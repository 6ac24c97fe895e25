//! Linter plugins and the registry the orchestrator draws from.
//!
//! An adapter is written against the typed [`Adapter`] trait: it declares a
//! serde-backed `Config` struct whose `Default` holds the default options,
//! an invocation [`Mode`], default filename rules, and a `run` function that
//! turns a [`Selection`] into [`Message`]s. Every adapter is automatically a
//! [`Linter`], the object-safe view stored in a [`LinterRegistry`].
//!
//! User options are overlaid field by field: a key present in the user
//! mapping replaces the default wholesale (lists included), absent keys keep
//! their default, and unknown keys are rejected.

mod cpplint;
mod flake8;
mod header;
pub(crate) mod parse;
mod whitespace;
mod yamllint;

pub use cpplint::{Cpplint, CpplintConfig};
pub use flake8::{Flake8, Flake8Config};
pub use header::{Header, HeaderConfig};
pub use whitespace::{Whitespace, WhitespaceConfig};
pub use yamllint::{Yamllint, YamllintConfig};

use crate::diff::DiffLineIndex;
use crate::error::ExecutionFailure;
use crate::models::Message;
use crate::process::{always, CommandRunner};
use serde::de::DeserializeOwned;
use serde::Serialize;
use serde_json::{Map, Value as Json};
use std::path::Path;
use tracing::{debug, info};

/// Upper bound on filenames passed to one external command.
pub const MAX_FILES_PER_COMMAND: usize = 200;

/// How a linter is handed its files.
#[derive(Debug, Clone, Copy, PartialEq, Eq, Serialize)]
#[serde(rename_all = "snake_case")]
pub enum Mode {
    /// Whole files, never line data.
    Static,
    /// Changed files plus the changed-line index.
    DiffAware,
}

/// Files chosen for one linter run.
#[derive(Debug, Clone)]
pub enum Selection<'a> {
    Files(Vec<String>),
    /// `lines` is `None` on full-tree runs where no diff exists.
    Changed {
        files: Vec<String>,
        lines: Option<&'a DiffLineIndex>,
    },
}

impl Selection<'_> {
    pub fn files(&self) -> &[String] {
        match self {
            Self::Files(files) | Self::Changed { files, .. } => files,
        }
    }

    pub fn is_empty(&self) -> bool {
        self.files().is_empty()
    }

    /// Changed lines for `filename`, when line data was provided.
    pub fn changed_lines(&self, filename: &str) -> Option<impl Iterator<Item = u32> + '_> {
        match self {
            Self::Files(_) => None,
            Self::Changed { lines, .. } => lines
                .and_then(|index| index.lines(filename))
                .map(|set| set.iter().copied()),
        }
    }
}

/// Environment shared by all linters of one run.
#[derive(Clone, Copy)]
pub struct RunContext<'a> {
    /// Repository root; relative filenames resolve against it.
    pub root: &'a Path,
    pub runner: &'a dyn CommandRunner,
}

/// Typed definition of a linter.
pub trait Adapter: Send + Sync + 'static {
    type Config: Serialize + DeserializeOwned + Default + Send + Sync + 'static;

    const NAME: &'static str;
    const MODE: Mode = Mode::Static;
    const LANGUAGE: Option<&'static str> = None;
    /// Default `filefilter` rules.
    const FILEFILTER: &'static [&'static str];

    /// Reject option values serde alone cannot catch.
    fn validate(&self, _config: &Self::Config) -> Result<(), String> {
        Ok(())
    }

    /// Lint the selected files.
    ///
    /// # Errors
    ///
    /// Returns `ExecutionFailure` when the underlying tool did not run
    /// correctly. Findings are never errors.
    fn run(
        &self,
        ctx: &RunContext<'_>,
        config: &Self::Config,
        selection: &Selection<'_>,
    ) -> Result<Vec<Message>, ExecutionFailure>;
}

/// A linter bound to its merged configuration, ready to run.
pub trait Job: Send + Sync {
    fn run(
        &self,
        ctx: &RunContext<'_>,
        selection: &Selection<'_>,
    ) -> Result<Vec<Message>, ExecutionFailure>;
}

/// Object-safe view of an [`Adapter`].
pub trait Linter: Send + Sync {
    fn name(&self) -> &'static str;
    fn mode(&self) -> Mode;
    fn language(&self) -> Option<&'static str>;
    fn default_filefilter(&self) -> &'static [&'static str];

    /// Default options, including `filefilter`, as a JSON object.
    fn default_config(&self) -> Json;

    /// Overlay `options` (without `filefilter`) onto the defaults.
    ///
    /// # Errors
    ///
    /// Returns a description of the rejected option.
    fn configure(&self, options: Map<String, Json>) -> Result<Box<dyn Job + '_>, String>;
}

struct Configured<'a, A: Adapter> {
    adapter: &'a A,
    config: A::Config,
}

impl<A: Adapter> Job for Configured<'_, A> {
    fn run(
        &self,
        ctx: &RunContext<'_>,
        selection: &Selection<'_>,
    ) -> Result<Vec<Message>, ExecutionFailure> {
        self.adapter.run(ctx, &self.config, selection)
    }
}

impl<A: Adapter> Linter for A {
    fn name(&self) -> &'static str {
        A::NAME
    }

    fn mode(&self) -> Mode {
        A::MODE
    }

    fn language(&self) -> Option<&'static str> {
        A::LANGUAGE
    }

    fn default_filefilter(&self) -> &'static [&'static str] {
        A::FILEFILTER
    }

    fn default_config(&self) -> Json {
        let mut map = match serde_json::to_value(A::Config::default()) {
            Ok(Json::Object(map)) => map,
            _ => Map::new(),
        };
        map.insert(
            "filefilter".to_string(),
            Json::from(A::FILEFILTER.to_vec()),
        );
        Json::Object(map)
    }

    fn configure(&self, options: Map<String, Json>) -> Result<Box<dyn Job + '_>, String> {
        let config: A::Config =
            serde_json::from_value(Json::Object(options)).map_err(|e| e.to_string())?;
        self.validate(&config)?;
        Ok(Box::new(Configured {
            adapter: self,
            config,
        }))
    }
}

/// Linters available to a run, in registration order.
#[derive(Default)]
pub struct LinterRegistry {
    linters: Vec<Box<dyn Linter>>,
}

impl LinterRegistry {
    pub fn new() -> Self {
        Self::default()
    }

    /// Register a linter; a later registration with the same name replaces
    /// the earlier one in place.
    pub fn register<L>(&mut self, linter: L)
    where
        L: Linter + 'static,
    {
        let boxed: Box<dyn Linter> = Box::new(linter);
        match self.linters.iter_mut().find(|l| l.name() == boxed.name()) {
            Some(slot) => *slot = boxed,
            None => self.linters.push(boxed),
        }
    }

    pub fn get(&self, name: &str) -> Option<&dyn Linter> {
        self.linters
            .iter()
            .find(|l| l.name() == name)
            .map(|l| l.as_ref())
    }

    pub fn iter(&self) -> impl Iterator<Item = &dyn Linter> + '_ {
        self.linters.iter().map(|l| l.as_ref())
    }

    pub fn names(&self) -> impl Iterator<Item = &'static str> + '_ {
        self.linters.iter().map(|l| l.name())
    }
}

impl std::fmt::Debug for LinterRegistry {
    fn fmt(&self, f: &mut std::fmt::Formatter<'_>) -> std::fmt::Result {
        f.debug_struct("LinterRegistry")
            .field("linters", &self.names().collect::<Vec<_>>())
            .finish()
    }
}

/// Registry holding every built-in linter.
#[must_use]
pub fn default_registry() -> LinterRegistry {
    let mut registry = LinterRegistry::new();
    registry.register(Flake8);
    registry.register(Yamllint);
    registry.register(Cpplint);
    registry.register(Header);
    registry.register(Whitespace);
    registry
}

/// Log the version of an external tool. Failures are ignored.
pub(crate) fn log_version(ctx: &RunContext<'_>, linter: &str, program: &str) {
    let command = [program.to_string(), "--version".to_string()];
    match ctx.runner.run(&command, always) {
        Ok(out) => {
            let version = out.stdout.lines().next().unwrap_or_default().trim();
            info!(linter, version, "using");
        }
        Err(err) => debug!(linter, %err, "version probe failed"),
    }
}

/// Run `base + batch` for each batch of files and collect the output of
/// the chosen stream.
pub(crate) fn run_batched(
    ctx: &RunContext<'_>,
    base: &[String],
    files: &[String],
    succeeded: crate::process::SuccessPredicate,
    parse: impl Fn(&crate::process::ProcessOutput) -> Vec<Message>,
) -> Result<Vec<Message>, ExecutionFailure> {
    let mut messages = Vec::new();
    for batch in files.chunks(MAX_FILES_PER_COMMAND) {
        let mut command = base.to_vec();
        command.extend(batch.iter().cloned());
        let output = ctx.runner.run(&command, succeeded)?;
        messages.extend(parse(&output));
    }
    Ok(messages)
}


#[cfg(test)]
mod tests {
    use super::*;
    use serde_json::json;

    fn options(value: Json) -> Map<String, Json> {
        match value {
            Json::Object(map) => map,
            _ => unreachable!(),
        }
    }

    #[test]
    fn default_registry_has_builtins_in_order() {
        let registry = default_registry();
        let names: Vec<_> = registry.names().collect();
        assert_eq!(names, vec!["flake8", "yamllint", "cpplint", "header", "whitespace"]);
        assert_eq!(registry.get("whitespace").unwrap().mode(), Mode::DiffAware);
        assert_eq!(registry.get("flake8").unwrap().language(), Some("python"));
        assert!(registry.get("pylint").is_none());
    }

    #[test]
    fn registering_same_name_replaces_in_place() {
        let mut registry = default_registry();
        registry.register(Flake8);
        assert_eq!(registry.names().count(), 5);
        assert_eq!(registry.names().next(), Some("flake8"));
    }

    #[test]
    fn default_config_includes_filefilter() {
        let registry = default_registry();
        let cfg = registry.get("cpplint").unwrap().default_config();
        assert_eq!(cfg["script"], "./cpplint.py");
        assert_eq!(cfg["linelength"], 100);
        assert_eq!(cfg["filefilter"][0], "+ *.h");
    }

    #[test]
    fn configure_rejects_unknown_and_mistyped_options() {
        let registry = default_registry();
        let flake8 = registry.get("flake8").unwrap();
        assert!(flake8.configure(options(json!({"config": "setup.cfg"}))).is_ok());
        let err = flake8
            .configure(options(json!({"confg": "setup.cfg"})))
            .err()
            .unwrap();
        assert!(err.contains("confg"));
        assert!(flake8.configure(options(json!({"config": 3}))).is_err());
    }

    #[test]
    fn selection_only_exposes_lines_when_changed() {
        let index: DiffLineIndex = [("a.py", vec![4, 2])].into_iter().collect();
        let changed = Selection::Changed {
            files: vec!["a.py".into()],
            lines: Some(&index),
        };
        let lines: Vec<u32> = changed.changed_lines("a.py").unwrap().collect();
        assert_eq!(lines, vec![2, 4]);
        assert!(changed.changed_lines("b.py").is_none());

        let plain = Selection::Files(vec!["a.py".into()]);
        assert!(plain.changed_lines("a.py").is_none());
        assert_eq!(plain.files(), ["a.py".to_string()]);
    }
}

________________________________________

**Work item**
Print, from the entries above, the line with "pub const MAX_FILES_PER_COMMAND: usize = 200;", the line with "pub trait Adapter: Send" and all lines between them, exactly and with nothing else.

**Solution**
pub const MAX_FILES_PER_COMMAND: usize = 200;

/// How a linter is handed its files.
#[derive(Debug, Clone, Copy, PartialEq, Eq, Serialize)]
#[serde(rename_all = "snake_case")]
pub enum Mode {
    /// Whole files, never line data.
    Static,
    /// Changed files plus the changed-line index.
    DiffAware,
}

/// Files chosen for one linter run.
#[derive(Debug, Clone)]
pub enum Selection<'a> {
    Files(Vec<String>),
    /// `lines` is `None` on full-tree runs where no diff exists.
    Changed {
        files: Vec<String>,
        lines: Option<&'a DiffLineIndex>,
    },
}

impl Selection<'_> {
    pub fn files(&self) -> &[String] {
        match self {
            Self::Files(files) | Self::Changed { files, .. } => files,
        }
    }

    pub fn is_empty(&self) -> bool {
        self.files().is_empty()
    }

    /// Changed lines for `filename`, when line data was provided.
    pub fn changed_lines(&self, filename: &str) -> Option<impl Iterator<Item = u32> + '_> {
        match self {
            Self::Files(_) => None,
            Self::Changed { lines, .. } => lines
                .and_then(|index| index.lines(filename))
                .map(|set| set.iter().copied()),
        }
    }
}

/// Environment shared by all linters of one run.
#[derive(Clone, Copy)]
pub struct RunContext<'a> {
    /// Repository root; relative filenames resolve against it.
    pub root: &'a Path,
    pub runner: &'a dyn CommandRunner,
}

/// Typed definition of a linter.
pub trait Adapter: Send + Sync + 'static {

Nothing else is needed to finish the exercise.